The measure is highly regulated: the depreciable amount cannot exceed €8,000 per year per tax household and can be applied only against rental income, with no option to create a deficit deductible from overall income, unlike the traditional unfurnished rental scheme.
Another key point: in the event of a sale, the depreciation deducted during the rental period would be reintegrated into the capital gain, as already stipulated by the rule in place since the 2025 Finance Act. This aligns the measure more closely with the rental-furnished system while maintaining coherent final taxation.
Finally, the landlord must commit to a 12-year rental term, with strict conditions on tenant profiles: resources must comply with rent caps, and renting to a relative or in-law up to the second degree is prohibited. This approach is inspired by intermediate and social schemes but applied here to a general fiscal mechanism.

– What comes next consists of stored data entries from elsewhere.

//! Rotation window arithmetic.
//!
//! A rotation window is the half-open interval `[start, end)` during which
//! one poll is open. Windows are derived purely from wall-clock time and a
//! cadence; nothing here touches storage, so every replica computes the same
//! window for the same instant.
//!
//! Three cadences are provided:
//!
//! - [`FixedCadence`]: back-to-back windows of a fixed length aligned to the
//!   Unix epoch (one hour by default).
//! - [`DailyCadence`]: one window per calendar day, open between two local
//!   hours in a civil time zone that is independent of the host's zone.
//! - [`FlashCadence`]: short windows opening at evenly spaced points of every
//!   UTC day.
//!
//! # Invariants
//!
//! - For a fixed cadence, `previous(t).end == current(t).start` and
//!   `current(t).end == next(t).start` for every `t`.
//! - Flash windows never overlap: the window duration never exceeds the
//!   spacing between openings.

mod cadence;
mod error;
mod window;

pub use cadence::{DailyCadence, FixedCadence, FlashCadence};
pub use error::WindowError;
pub use window::{RotationWindow, WindowPosition};

/// Re-export so callers can name zones without a direct dependency.
pub use chrono_tz::Tz;

/// Default civil zone for the daily window.
pub const DEFAULT_DAILY_TZ: Tz = chrono_tz::America::New_York;

/// Default local opening hour of the daily window.
pub const DEFAULT_DAILY_OPEN_HOUR: u32 = 8;

/// Default local closing hour of the daily window.
pub const DEFAULT_DAILY_CLOSE_HOUR: u32 = 20;

/// Default spacing between flash openings.
pub const DEFAULT_FLASH_INTERVAL_HOURS: i64 = 3;

/// Default flash window length.
pub const DEFAULT_FLASH_DURATION_MINUTES: i64 = 60;
//! In-memory poll repository.

use std::collections::HashMap;
use std::sync::atomic::{AtomicBool, Ordering};
use std::sync::Mutex;

use async_trait::async_trait;
use chrono::{DateTime, Utc};
use tempo_id::PollId;

use super::{NewPoll, Poll, PollKind, PollRepository, PollStatus, RepoError};
use crate::db::DbError;

/// Poll table held in memory, with the same uniqueness and
/// forward-only guarantees as the Postgres table.
#[derive(Debug, Default)]
pub struct MemoryPollRepository {
    polls: Mutex<HashMap<PollId, Poll>>,
    unavailable: AtomicBool,
}

impl MemoryPollRepository {
    pub fn new() -> Self {
        Self::default()
    }

    /// Makes every call fail as if the database were unreachable.
    pub fn set_unavailable(&self, unavailable: bool) {
        self.unavailable.store(unavailable, Ordering::SeqCst);
    }

    /// Stores a poll as-is, bypassing every check. For test fixtures.
    pub fn insert_raw(&self, poll: Poll) {
        self.polls().insert(poll.id, poll);
    }

    fn check_available(&self) -> Result<(), RepoError> {
        if self.unavailable.load(Ordering::SeqCst) {
            return Err(DbError::Unavailable("memory poll repository offline".to_string()).into());
        }
        Ok(())
    }

    fn polls(&self) -> std::sync::MutexGuard<'_, HashMap<PollId, Poll>> {
        self.polls.lock().unwrap_or_else(|e| e.into_inner())
    }

    fn sorted(mut polls: Vec<Poll>) -> Vec<Poll> {
        polls.sort_by_key(|p| (p.scheduled_start, p.kind));
        polls
    }
}

#[async_trait]
impl PollRepository for MemoryPollRepository {
    async fn create(&self, poll: NewPoll) -> Result<Poll, RepoError> {
        self.check_available()?;
        let mut polls = self.polls();
        let taken = polls
            .values()
            .any(|p| p.kind == poll.kind && p.scheduled_start == poll.window.start);
        if taken {
            return Err(RepoError::DuplicateWindow {
                kind: poll.kind,
                start: poll.window.start,
            });
        }
        let poll = poll.into_poll();
        polls.insert(poll.id, poll.clone());
        Ok(poll)
    }

    async fn update(&self, poll: &Poll) -> Result<Poll, RepoError> {
        self.check_available()?;
        let mut polls = self.polls();
        let stored = polls.get_mut(&poll.id).ok_or(RepoError::NotFound(poll.id))?;
        if stored.status != poll.status && !stored.status.can_transition(poll.status) {
            return Err(RepoError::InvalidTransition {
                id: poll.id,
                from: stored.status,
                to: poll.status,
            });
        }
        *stored = poll.clone();
        Ok(stored.clone())
    }

    async fn get(&self, id: PollId) -> Result<Poll, RepoError> {
        self.check_available()?;
        self.polls().get(&id).cloned().ok_or(RepoError::NotFound(id))
    }

    async fn find_by_window(
        &self,
        kind: PollKind,
        start: DateTime<Utc>,
    ) -> Result<Option<Poll>, RepoError> {
        self.check_available()?;
        Ok(self
            .polls()
            .values()
            .find(|p| p.kind == kind && p.scheduled_start == start)
            .cloned())
    }

    async fn get_units_created_since(
        &self,
        since: DateTime<Utc>,
        kind: Option<PollKind>,
    ) -> Result<Vec<Poll>, RepoError> {
        self.check_available()?;
        let mut found: Vec<Poll> = self
            .polls()
            .values()
            .filter(|p| p.created_at >= since && kind.map_or(true, |k| p.kind == k))
            .cloned()
            .collect();
        found.sort_by_key(|p| std::cmp::Reverse(p.created_at));
        Ok(found)
    }

    async fn close_expired(&self, now: DateTime<Utc>) -> Result<u64, RepoError> {
        self.check_available()?;
        let mut closed = 0;
        for poll in self.polls().values_mut() {
            let open = matches!(poll.status, PollStatus::Scheduled | PollStatus::Active);
            if open && poll.scheduled_end <= now {
                poll.status = PollStatus::Closed;
                poll.closed_at = Some(now);
                poll.updated_at = now;
                closed += 1;
            }
        }
        Ok(closed)
    }

    async fn activate_due(&self, now: DateTime<Utc>) -> Result<u64, RepoError> {
        self.check_available()?;
        let mut activated = 0;
        for poll in self.polls().values_mut() {
            if poll.status == PollStatus::Scheduled
                && poll.scheduled_start <= now
                && now < poll.scheduled_end
            {
                poll.status = PollStatus::Active;
                poll.activated_at = Some(now);
                poll.updated_at = now;
                activated += 1;
            }
        }
        Ok(activated)
    }

    async fn activated_since(&self, since: DateTime<Utc>) -> Result<Vec<Poll>, RepoError> {
        self.check_available()?;
        let found = self
            .polls()
            .values()
            .filter(|p| p.activated_at.is_some_and(|at| at >= since))
            .cloned()
            .collect();
        Ok(Self::sorted(found))
    }

    async fn count_upcoming(&self, now: DateTime<Utc>) -> Result<u64, RepoError> {
        self.check_available()?;
        let count = self
            .polls()
            .values()
            .filter(|p| p.status == PollStatus::Scheduled && p.scheduled_start > now)
            .count();
        Ok(count as u64)
    }

    async fn list_by_status(&self, status: PollStatus) -> Result<Vec<Poll>, RepoError> {
        self.check_available()?;
        let found = self
            .polls()
            .values()
            .filter(|p| p.status == status)
            .cloned()
            .collect();
        Ok(Self::sorted(found))
    }

    async fn archive_closed_before(
        &self,
        cutoff: DateTime<Utc>,
        now: DateTime<Utc>,
    ) -> Result<u64, RepoError> {
        self.check_available()?;
        let mut archived = 0;
        for poll in self.polls().values_mut() {
            if poll.status == PollStatus::Closed && poll.scheduled_end < cutoff {
                poll.status = PollStatus::Archived;
                poll.archived_at = Some(now);
                poll.updated_at = now;
                archived += 1;
            }
        }
        Ok(archived)
    }
}

#[cfg(test)]
mod tests {
    use super::*;
    use chrono::{Duration, TimeZone};
    use tempo_window::RotationWindow;

    fn at(h: u32) -> DateTime<Utc> {
        Utc.with_ymd_and_hms(2026, 10, 19, h, 0, 0).unwrap()
    }

    fn new_poll(kind: PollKind, start: DateTime<Utc>, status: PollStatus) -> NewPoll {
        NewPoll {
            kind,
            category: "science".to_string(),
            question: "Will it rain?".to_string(),
            choices: vec!["Yes".to_string(), "No".to_string()],
            source_title: "Storm front".to_string(),
            source_signal: "weather desk".to_string(),
            synthesized: true,
            window: RotationWindow::new(start, start + Duration::hours(1)).unwrap(),
            initial_status: status,
            created_at: at(8),
        }
    }

    #[tokio::test]
    async fn test_duplicate_window_rejected() {
        let repo = MemoryPollRepository::new();
        repo.create(new_poll(PollKind::Flash, at(12), PollStatus::Scheduled))
            .await
            .unwrap();

        let err = repo
            .create(new_poll(PollKind::Flash, at(12), PollStatus::Scheduled))
            .await
            .unwrap_err();
        assert!(matches!(err, RepoError::DuplicateWindow { kind: PollKind::Flash, .. }));

        // Same start, other kind: allowed.
        repo.create(new_poll(PollKind::Daily, at(12), PollStatus::Scheduled))
            .await
            .unwrap();
    }

    #[tokio::test]
    async fn test_update_refuses_backward_move() {
        let repo = MemoryPollRepository::new();
        let mut poll = repo
            .create(new_poll(PollKind::Flash, at(9), PollStatus::Active))
            .await
            .unwrap();
        assert_eq!(poll.activated_at, Some(at(8)));

        poll.status = PollStatus::Scheduled;
        let err = repo.update(&poll).await.unwrap_err();
        assert!(matches!(err, RepoError::InvalidTransition { .. }));

        poll.status = PollStatus::Closed;
        assert_eq!(repo.update(&poll).await.unwrap().status, PollStatus::Closed);
    }

    #[tokio::test]
    async fn test_lifecycle_sweeps() {
        let repo = MemoryPollRepository::new();
        let poll = repo
            .create(new_poll(PollKind::Flash, at(9), PollStatus::Scheduled))
            .await
            .unwrap();

        assert_eq!(repo.count_upcoming(at(8)).await.unwrap(), 1);
        assert_eq!(repo.activate_due(at(8)).await.unwrap(), 0);
        assert_eq!(repo.activate_due(at(9)).await.unwrap(), 1);
        assert_eq!(repo.activated_since(at(9)).await.unwrap().len(), 1);
        assert_eq!(repo.close_expired(at(9)).await.unwrap(), 0);
        assert_eq!(repo.close_expired(at(10)).await.unwrap(), 1);

        let closed = repo.get(poll.id).await.unwrap();
        assert_eq!(closed.status, PollStatus::Closed);
        assert_eq!(closed.closed_at, Some(at(10)));

        assert_eq!(repo.archive_closed_before(at(10), at(11)).await.unwrap(), 0);
        assert_eq!(repo.archive_closed_before(at(11), at(11)).await.unwrap(), 1);
        assert_eq!(
            repo.list_by_status(PollStatus::Archived).await.unwrap()[0].archived_at,
            Some(at(11))
        );
    }

    #[tokio::test]
    async fn test_close_expired_reaches_stale_scheduled_polls() {
        let repo = MemoryPollRepository::new();
        repo.create(new_poll(PollKind::Flash, at(9), PollStatus::Scheduled))
            .await
            .unwrap();

        assert_eq!(repo.close_expired(at(10)).await.unwrap(), 1);
        assert_eq!(repo.activate_due(at(10)).await.unwrap(), 0);
        assert_eq!(repo.list_by_status(PollStatus::Closed).await.unwrap().len(), 1);
    }

    #[tokio::test]
    async fn test_created_since_filters_kind() {
        let repo = MemoryPollRepository::new();
        repo.create(new_poll(PollKind::Flash, at(9), PollStatus::Scheduled))
            .await
            .unwrap();
        repo.create(new_poll(PollKind::Daily, at(12), PollStatus::Scheduled))
            .await
            .unwrap();

        assert_eq!(repo.get_units_created_since(at(7), None).await.unwrap().len(), 2);
        assert_eq!(
            repo.get_units_created_since(at(7), Some(PollKind::Daily))
                .await
                .unwrap()
                .len(),
            1
        );
        assert!(repo.get_units_created_since(at(9), None).await.unwrap().is_empty());
    }
}
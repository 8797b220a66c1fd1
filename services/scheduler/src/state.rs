//! Application state shared across request handlers.

use std::sync::Arc;

use crate::db::Database;
use crate::jobs::JobRunner;
use crate::polls::PollRepository;

/// Shared application state.
///
/// This is passed to all request handlers via Axum's state extractor.
#[derive(Clone)]
pub struct AppState {
    inner: Arc<AppStateInner>,
}

struct AppStateInner {
    runner: Arc<JobRunner>,
    polls: Arc<dyn PollRepository>,
    db: Option<Database>,
}

impl AppState {
    /// `db` is `None` when running on in-memory storage.
    pub fn new(runner: Arc<JobRunner>, polls: Arc<dyn PollRepository>, db: Option<Database>) -> Self {
        Self {
            inner: Arc::new(AppStateInner { runner, polls, db }),
        }
    }

    pub fn runner(&self) -> &JobRunner {
        &self.inner.runner
    }

    pub fn polls(&self) -> &dyn PollRepository {
        self.inner.polls.as_ref()
    }

    pub fn db(&self) -> Option<&Database> {
        self.inner.db.as_ref()
    }
}
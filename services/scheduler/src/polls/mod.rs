//! Poll records and the repository the rotation engine drives.
//!
//! A poll is one time-boxed unit of content. Its lifecycle only moves
//! forward: `scheduled → active → closed → archived`. The repository
//! enforces that, and also guarantees at most one poll per
//! `(kind, scheduled_start)`.

mod memory;

pub use memory::MemoryPollRepository;

use std::fmt;
use std::str::FromStr;

use async_trait::async_trait;
use chrono::{DateTime, Utc};
use serde::{Deserialize, Serialize};
use tempo_id::PollId;
use tempo_window::RotationWindow;
use thiserror::Error;

use crate::db::DbError;

/// Cadence a poll belongs to.
#[derive(Debug, Clone, Copy, PartialEq, Eq, Hash, PartialOrd, Ord, Serialize, Deserialize)]
#[serde(rename_all = "snake_case")]
pub enum PollKind {
    Daily,
    Flash,
}

impl PollKind {
    pub fn as_str(&self) -> &'static str {
        match self {
            PollKind::Daily => "daily",
            PollKind::Flash => "flash",
        }
    }
}

impl fmt::Display for PollKind {
    fn fmt(&self, f: &mut fmt::Formatter<'_>) -> fmt::Result {
        f.write_str(self.as_str())
    }
}

impl FromStr for PollKind {
    type Err = String;

    fn from_str(s: &str) -> Result<Self, Self::Err> {
        match s {
            "daily" => Ok(PollKind::Daily),
            "flash" => Ok(PollKind::Flash),
            other => Err(format!("unknown poll kind: {other}")),
        }
    }
}

/// Lifecycle state of a poll.
#[derive(Debug, Clone, Copy, PartialEq, Eq, Hash, PartialOrd, Ord, Serialize, Deserialize)]
#[serde(rename_all = "snake_case")]
pub enum PollStatus {
    Scheduled,
    Active,
    Closed,
    Archived,
}

impl PollStatus {
    pub fn as_str(&self) -> &'static str {
        match self {
            PollStatus::Scheduled => "scheduled",
            PollStatus::Active => "active",
            PollStatus::Closed => "closed",
            PollStatus::Archived => "archived",
        }
    }

    fn rank(&self) -> u8 {
        match self {
            PollStatus::Scheduled => 0,
            PollStatus::Active => 1,
            PollStatus::Closed => 2,
            PollStatus::Archived => 3,
        }
    }

    /// Whether a poll may move from `self` to `to`. Only forward moves are
    /// allowed; skipping a state counts as forward.
    pub fn can_transition(&self, to: PollStatus) -> bool {
        to.rank() > self.rank()
    }

    /// Statuses that may be stored over by `self` (itself included).
    pub fn predecessors(&self) -> Vec<PollStatus> {
        [
            PollStatus::Scheduled,
            PollStatus::Active,
            PollStatus::Closed,
            PollStatus::Archived,
        ]
        .into_iter()
        .filter(|s| s.rank() <= self.rank())
        .collect()
    }
}

impl fmt::Display for PollStatus {
    fn fmt(&self, f: &mut fmt::Formatter<'_>) -> fmt::Result {
        f.write_str(self.as_str())
    }
}

impl FromStr for PollStatus {
    type Err = String;

    fn from_str(s: &str) -> Result<Self, Self::Err> {
        match s {
            "scheduled" => Ok(PollStatus::Scheduled),
            "active" => Ok(PollStatus::Active),
            "closed" => Ok(PollStatus::Closed),
            "archived" => Ok(PollStatus::Archived),
            other => Err(format!("unknown poll status: {other}")),
        }
    }
}

/// A persisted poll.
#[derive(Debug, Clone, PartialEq, Eq, Serialize, Deserialize)]
pub struct Poll {
    pub id: PollId,
    pub kind: PollKind,
    pub status: PollStatus,
    pub category: String,
    pub question: String,
    pub choices: Vec<String>,
    /// Title of the signal the poll was drafted from.
    pub source_title: String,
    /// Free-text description of that signal.
    pub source_signal: String,
    pub synthesized: bool,
    pub scheduled_start: DateTime<Utc>,
    pub scheduled_end: DateTime<Utc>,
    pub activated_at: Option<DateTime<Utc>>,
    pub closed_at: Option<DateTime<Utc>>,
    pub archived_at: Option<DateTime<Utc>>,
    pub created_at: DateTime<Utc>,
    pub updated_at: DateTime<Utc>,
}

impl Poll {
    pub fn window(&self) -> RotationWindow {
        RotationWindow {
            start: self.scheduled_start,
            end: self.scheduled_end,
        }
    }
}

/// Input for [`PollRepository::create`].
#[derive(Debug, Clone)]
pub struct NewPoll {
    pub kind: PollKind,
    pub category: String,
    pub question: String,
    pub choices: Vec<String>,
    pub source_title: String,
    pub source_signal: String,
    pub synthesized: bool,
    pub window: RotationWindow,
    pub initial_status: PollStatus,
    pub created_at: DateTime<Utc>,
}

impl NewPoll {
    /// Materializes the record with a fresh id.
    pub(crate) fn into_poll(self) -> Poll {
        let activated_at = match self.initial_status {
            PollStatus::Active => Some(self.created_at),
            _ => None,
        };
        Poll {
            id: PollId::new(),
            kind: self.kind,
            status: self.initial_status,
            category: self.category,
            question: self.question,
            choices: self.choices,
            source_title: self.source_title,
            source_signal: self.source_signal,
            synthesized: self.synthesized,
            scheduled_start: self.window.start,
            scheduled_end: self.window.end,
            activated_at,
            closed_at: None,
            archived_at: None,
            created_at: self.created_at,
            updated_at: self.created_at,
        }
    }
}

/// Content repository errors.
#[derive(Debug, Error)]
pub enum RepoError {
    /// A poll of this kind already starts at this instant.
    #[error("a {kind} poll already exists for window starting {start}")]
    DuplicateWindow {
        kind: PollKind,
        start: DateTime<Utc>,
    },

    #[error("poll not found: {0}")]
    NotFound(PollId),

    #[error("poll {id} cannot move from {from} to {to}")]
    InvalidTransition {
        id: PollId,
        from: PollStatus,
        to: PollStatus,
    },

    #[error(transparent)]
    Storage(#[from] DbError),
}

/// Persistence seam for polls.
#[async_trait]
pub trait PollRepository: Send + Sync {
    /// Inserts a poll. Fails with [`RepoError::DuplicateWindow`] when the
    /// `(kind, scheduled_start)` slot is taken.
    async fn create(&self, poll: NewPoll) -> Result<Poll, RepoError>;

    /// Writes back a poll's mutable fields. Status may only move forward.
    async fn update(&self, poll: &Poll) -> Result<Poll, RepoError>;

    async fn get(&self, id: PollId) -> Result<Poll, RepoError>;

    async fn find_by_window(
        &self,
        kind: PollKind,
        start: DateTime<Utc>,
    ) -> Result<Option<Poll>, RepoError>;

    /// Polls created at or after `since`, optionally of one kind.
    async fn get_units_created_since(
        &self,
        since: DateTime<Utc>,
        kind: Option<PollKind>,
    ) -> Result<Vec<Poll>, RepoError>;

    /// `active → closed` for every poll whose window ended by `now`. A
    /// scheduled poll whose whole window passed unattended closes too.
    async fn close_expired(&self, now: DateTime<Utc>) -> Result<u64, RepoError>;

    /// `scheduled → active` for every poll whose window contains `now`.
    async fn activate_due(&self, now: DateTime<Utc>) -> Result<u64, RepoError>;

    /// Polls whose `activated_at` is at or after `since`.
    async fn activated_since(&self, since: DateTime<Utc>) -> Result<Vec<Poll>, RepoError>;

    /// Scheduled polls that have not started by `now`.
    async fn count_upcoming(&self, now: DateTime<Utc>) -> Result<u64, RepoError>;

    /// Polls in `status`, earliest window first.
    async fn list_by_status(&self, status: PollStatus) -> Result<Vec<Poll>, RepoError>;

    /// `closed → archived` for closed polls whose window ended before `cutoff`.
    async fn archive_closed_before(
        &self,
        cutoff: DateTime<Utc>,
        now: DateTime<Utc>,
    ) -> Result<u64, RepoError>;
}

#[cfg(test)]
mod tests {
    use super::*;

    #[test]
    fn test_status_only_moves_forward() {
        assert!(PollStatus::Scheduled.can_transition(PollStatus::Active));
        assert!(PollStatus::Active.can_transition(PollStatus::Closed));
        assert!(PollStatus::Closed.can_transition(PollStatus::Archived));
        assert!(PollStatus::Scheduled.can_transition(PollStatus::Closed));

        assert!(!PollStatus::Active.can_transition(PollStatus::Scheduled));
        assert!(!PollStatus::Archived.can_transition(PollStatus::Closed));
        assert!(!PollStatus::Active.can_transition(PollStatus::Active));
    }

    #[test]
    fn test_predecessors() {
        assert_eq!(
            PollStatus::Active.predecessors(),
            vec![PollStatus::Scheduled, PollStatus::Active]
        );
        assert_eq!(PollStatus::Scheduled.predecessors(), vec![PollStatus::Scheduled]);
    }

    #[test]
    fn test_text_roundtrip() {
        for status in [
            PollStatus::Scheduled,
            PollStatus::Active,
            PollStatus::Closed,
            PollStatus::Archived,
        ] {
            assert_eq!(status.as_str().parse::<PollStatus>().unwrap(), status);
        }
        assert_eq!("flash".parse::<PollKind>().unwrap(), PollKind::Flash);
        assert!("weekly".parse::<PollKind>().is_err());
        assert_eq!(serde_json::to_string(&PollStatus::Active).unwrap(), "\"active\"");
    }
}
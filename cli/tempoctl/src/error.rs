//! Error handling and display for the CLI.

use colored::Colorize;
use thiserror::Error;

/// CLI-specific errors.
#[derive(Debug, Error)]
pub enum CliError {
    #[error("API error: {message}")]
    Api {
        status: u16,
        code: String,
        message: String,
        request_id: Option<String>,
        retryable: bool,
    },

    #[error("Network error: {0}")]
    Network(#[from] reqwest::Error),

    #[error("{0}")]
    Other(#[from] anyhow::Error),
}

impl CliError {
    /// Create an API error from response details.
    pub fn api(
        status: u16,
        code: impl Into<String>,
        message: impl Into<String>,
        request_id: Option<String>,
        retryable: bool,
    ) -> Self {
        Self::Api {
            status,
            code: code.into(),
            message: message.into(),
            request_id,
            retryable,
        }
    }
}

/// Print an error in a user-friendly format.
pub fn print_error(err: &anyhow::Error) {
    eprintln!("{} {}", "Error:".red().bold(), err);

    if let Some(cli_err) = err.downcast_ref::<CliError>() {
        match cli_err {
            CliError::Api { status: 409, .. } => {
                eprintln!(
                    "\n{}",
                    "Hint: Another replica is running this job. Try again once it finishes."
                        .yellow()
                );
            }
            CliError::Api {
                status: 503,
                request_id,
                ..
            } => {
                eprintln!(
                    "\n{}",
                    "Hint: The scheduler cannot reach its database. Check `/readyz`.".yellow()
                );
                if let Some(request_id) = request_id {
                    eprintln!("Request ID: {}", request_id);
                }
            }
            CliError::Api {
                request_id: Some(request_id),
                retryable,
                ..
            } => {
                if *retryable {
                    eprintln!("\n{}", "Hint: This error is transient; retrying may work.".yellow());
                }
                eprintln!("\nRequest ID: {}", request_id);
            }
            CliError::Network(_) => {
                eprintln!(
                    "\n{}",
                    "Hint: Check that the scheduler is running and --api-url is correct.".yellow()
                );
            }
            _ => {}
        }
    }
}
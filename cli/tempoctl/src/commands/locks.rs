//! Lock inspection and sweeping.

use anyhow::Result;
use serde::{Deserialize, Serialize};
use tabled::Tabled;

use crate::output::{display_option, display_time, print_output, print_single, print_success, OutputFormat};

use super::CommandContext;

/// Lock as reported by the admin API.
#[derive(Debug, Clone, Serialize, Deserialize, Tabled)]
struct LockRow {
    #[tabled(rename = "Name")]
    name: String,

    #[tabled(rename = "Held")]
    held: bool,

    #[tabled(rename = "Holder", display = "display_option")]
    #[serde(default)]
    locked_by: Option<String>,

    #[tabled(rename = "Expires", display = "display_time")]
    #[serde(default)]
    expires_at: Option<String>,

    #[tabled(rename = "Last Run", display = "display_time")]
    #[serde(default)]
    last_run_at: Option<String>,

    #[tabled(rename = "Last Result", display = "display_option")]
    #[serde(default)]
    last_run_result: Option<String>,
}

#[derive(Debug, Serialize, Deserialize)]
struct LocksResponse {
    items: Vec<LockRow>,
}

#[derive(Debug, Serialize, Deserialize)]
struct CleanupResponse {
    reset: u64,
}

/// List every lock.
pub async fn list_locks(ctx: CommandContext) -> Result<()> {
    let client = ctx.client()?;
    let response: LocksResponse = client.get("/v1/admin/locks").await?;

    match ctx.format {
        OutputFormat::Table => print_output(&response.items, ctx.format),
        OutputFormat::Json => print_single(&response),
    }
    Ok(())
}

/// Reset expired locks.
pub async fn sweep(ctx: CommandContext) -> Result<()> {
    let client = ctx.client()?;
    let response: CleanupResponse = client.post("/v1/admin/locks/cleanup").await?;

    match ctx.format {
        OutputFormat::Table => print_success(&format!("Reset {} expired lock(s)", response.reset)),
        OutputFormat::Json => print_single(&response),
    }
    Ok(())
}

An ambitious measure with an uncertain future
The vote by the Assembly reflects a clear political intent to address the housing crisis by redirecting rental investment. The introduction of depreciation for unfurnished rentals could, on paper, spur construction and encourage major renovations of older properties.
However, the text is far from settled. Firstly, the entire structure relies on amendments inserted into a revenue section of the 2026 Budget Bill that was not originally designed for this purpose. Secondly, lawmakers must still vote on the entire budget by the end of November. Finally, the Senate, traditionally attentive to fiscal consistency, could significantly alter the measure or even limit its scope.
At this stage, the only certainty is that residential real estate is once again becoming a field for fiscal experimentation, during a period when the need to boost supply is at odds with budgetary constraints. The status of private landlords, long-discussed, now exists in an embryonic form: the question remains whether the text will endure the parliamentary process.
This content has been automatically translated using artificial intelligence. While we strive for accuracy, some nuances may differ from the original French version.